Sering dikatakan di mana-mana, menjadi guru adalah profesi yang memerlukan kerja dari hati. Menjadi guru adalah profesi mulia, yang melahirkan insan-insan berkualitas dan diharapkan mampu bersaing dalam 'kompetisi' kehidupan.

Namun, kerja dari hati adalah sesuatu yang tidak bisa dipaksakan. Kerja dari hati di satu individu dapat berlainan tujuannya bagi individu lain. Jadi teringat, ketika sempat bercita-cita menjadi dokter saat SMA, lalu seorang guru bertanya, "Kenapa?" jawaban yang terlontar adalah, "Karena ingin menolong orang lain." Sang guru menatap seisi kelas menyeluruh sambil bertanya, "Karena ingin menolong orang?", sebuah pertanyaan yang sepertinya retoris bahwa 'menolong orang' tidak terbatas hanya dengan menjadi dokter saja. Atau dalam konteks artikel ini, dengan menjadi guru saja. Semua profesi berpotensi menolong orang lain juga.

Menjadi guru, akan cukup menantang jika itu berarti menghadapi pergumulan batin sendiri. Namun, di sisi lain, menjadi guru meski tak sesuai cita-cita kita pertama kali, pasti melahirkan perasaan bahagia juga pada akhirnya. Memutuskan menjadi guru tetaplah memutuskan untuk terjun sebagai individu yang ingin mempunyai tujuan mulia. Dan kadang dapat menjadi begitu menyenangkan sepanjang waktu kian berjalan. Mengertinya siswa-siswi dengan materi yang kita ajarkan, acungan tangan antusias ketika kita menanyakan sesuatu, bahkan sesederhana panggilan 'bu guru' dan mereka menyalami tangan kita setiap pagi dan siang saat hendak pulang. 

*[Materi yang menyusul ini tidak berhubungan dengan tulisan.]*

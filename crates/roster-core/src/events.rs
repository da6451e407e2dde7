//! Roster Change Sink
//!
//! Roster mutations are published as [`RosterChange`]s through a
//! [`RosterSink`], which decouples the roster from whatever consumes it
//! (a GUI, the replay CLI, tests).

use async_trait::async_trait;
use serde::{Deserialize, Serialize};
use tokio::sync::broadcast;

use crate::config::RosterConfig;
use crate::overrides::OverrideKind;

/// A roster list or derived presence view
#[derive(Debug, Clone, Copy, Serialize, Deserialize, PartialEq, Eq, Hash)]
#[serde(rename_all = "camelCase")]
pub enum RosterList {
    /// Online global friends
    Friends,
    /// Online bookmarks
    Bookmarks,
    /// Online character-specific friends
    CharacterFriends,
    FriendList,
    BookmarkList,
    IgnoreList,
    OpList,
    CharacterFriendList,
}

/// A single observable roster mutation
#[derive(Debug, Clone, Serialize, Deserialize, PartialEq, Eq)]
#[serde(tag = "change", rename_all = "camelCase")]
pub enum RosterChange {
    CharacterUpdated { name: String },
    ListChanged { list: RosterList },
    OwnCharacterChanged { name: String },
    OwnProfileResolved { name: String },
    OverrideChanged { name: String, kind: OverrideKind },
}

/// A change tagged with the roster version it produced
#[derive(Debug, Clone, Serialize, Deserialize, PartialEq, Eq)]
pub struct RosterUpdate {
    pub version: u64,
    #[serde(flatten)]
    pub change: RosterChange,
}

/// Sink for roster change notifications
#[async_trait]
pub trait RosterSink: Send + Sync {
    /// Emit one change belonging to mutation batch `version`
    async fn emit_change(&self, version: u64, change: &RosterChange) -> Result<(), String>;
}

/// No-op sink for tests or headless use
#[derive(Default, Clone)]
pub struct NoOpRosterSink;

#[async_trait]
impl RosterSink for NoOpRosterSink {
    async fn emit_change(&self, _version: u64, _change: &RosterChange) -> Result<(), String> {
        Ok(())
    }
}

/// Stdout sink for CLI mode - prints changes to console
#[derive(Default, Clone)]
pub struct StdoutRosterSink {
    /// Whether to print in JSON format
    pub json_output: bool,
}

impl StdoutRosterSink {
    pub fn new(json_output: bool) -> Self {
        Self { json_output }
    }
}

#[async_trait]
impl RosterSink for StdoutRosterSink {
    async fn emit_change(&self, version: u64, change: &RosterChange) -> Result<(), String> {
        if self.json_output {
            let update = RosterUpdate {
                version,
                change: change.clone(),
            };
            let line = serde_json::to_string(&update).map_err(|e| e.to_string())?;
            println!("{line}");
        } else {
            println!("[v{version}] {}", describe(change));
        }
        Ok(())
    }
}

fn describe(change: &RosterChange) -> String {
    match change {
        RosterChange::CharacterUpdated { name } => format!("character updated: {name}"),
        RosterChange::ListChanged { list } => format!("list changed: {list:?}"),
        RosterChange::OwnCharacterChanged { name } => format!("own character: {name}"),
        RosterChange::OwnProfileResolved { name } => format!("own profile resolved: {name}"),
        RosterChange::OverrideChanged { name, kind } => {
            format!("override {kind:?} changed: {name}")
        }
    }
}

/// Broadcast sink for reactive consumers; each subscriber sees every update
#[derive(Clone)]
pub struct ChannelRosterSink {
    tx: broadcast::Sender<RosterUpdate>,
}

impl ChannelRosterSink {
    pub fn new(capacity: usize) -> Self {
        let (tx, _) = broadcast::channel(capacity.max(1));
        Self { tx }
    }

    pub fn from_config(config: &RosterConfig) -> Self {
        Self::new(config.change_buffer)
    }

    pub fn subscribe(&self) -> broadcast::Receiver<RosterUpdate> {
        self.tx.subscribe()
    }
}

#[async_trait]
impl RosterSink for ChannelRosterSink {
    async fn emit_change(&self, version: u64, change: &RosterChange) -> Result<(), String> {
        // Having no subscribers is fine
        let _ = self.tx.send(RosterUpdate {
            version,
            change: change.clone(),
        });
        Ok(())
    }
}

Tapi terkadang, di samping kebahagiaan itu, guru punya tantangan lain. Yang tidak hanya berasal dari perkecamukan dirinya sendiri, melainkan datang dari faktor eksternal. Misalnya gaji yang belum cukup layak, kritik yang tak jarang terdengar seperti 'kecaman', dan beban administrasi. 

Tak cukup itu, guru yang katanya profesi mulia haruskah menebus ranah mulia dengan cara yang kurang adil? Menurut Juhji (2016) dengan judul Peran Urgen Guru dalam Pendidikan, guru dijadikan tumpuan dan kepercayaan yang besar dalam mengubah dan meningkat kualitas peserta didik. Dalam dirinya ada dua fungsi yang tidak bisa dipisahkan yaitu mendidik dan mengajar. Lantas bagaimana seorang guru dapat memberitahukan pada dunia tentang fungsinya jika tidak sedikitpun kepercayaan diberikan. Dilansir dari detik.com seorang guru SD dipidana karena kasus tuduhan aniaya siswa. Dimanakah letak peran guru jika hanya menuntaskan peran guru sebagai pendidik saja langsung berhadapan dengan pidana? Bagaimanakah menjalankan peran guru jika menjalankan dan membimbing saja dituduh semena-mena? Dan dimanakah peran guru, jika melatih dan menasehati mengundang bencana. Oleh sebab itu, patut seharusnya semuanya berjalan menuju arahnya masing-masing, untuk dapat menumbuhkan arti seorang guru dari lubuk hati paling dalam.

Di 25 November 2024 ini, yang dinobatkan sebagai Hari Guru bukanlah tanpa sebab, betapa agungnya profesi mulia itu. Mulia atas perannya, mulia atas harapan untuk keadilannya yang hingga saat ini belum ditemukan bahkan belum semakna. "Guru adalah tombak kemajuan bangsa".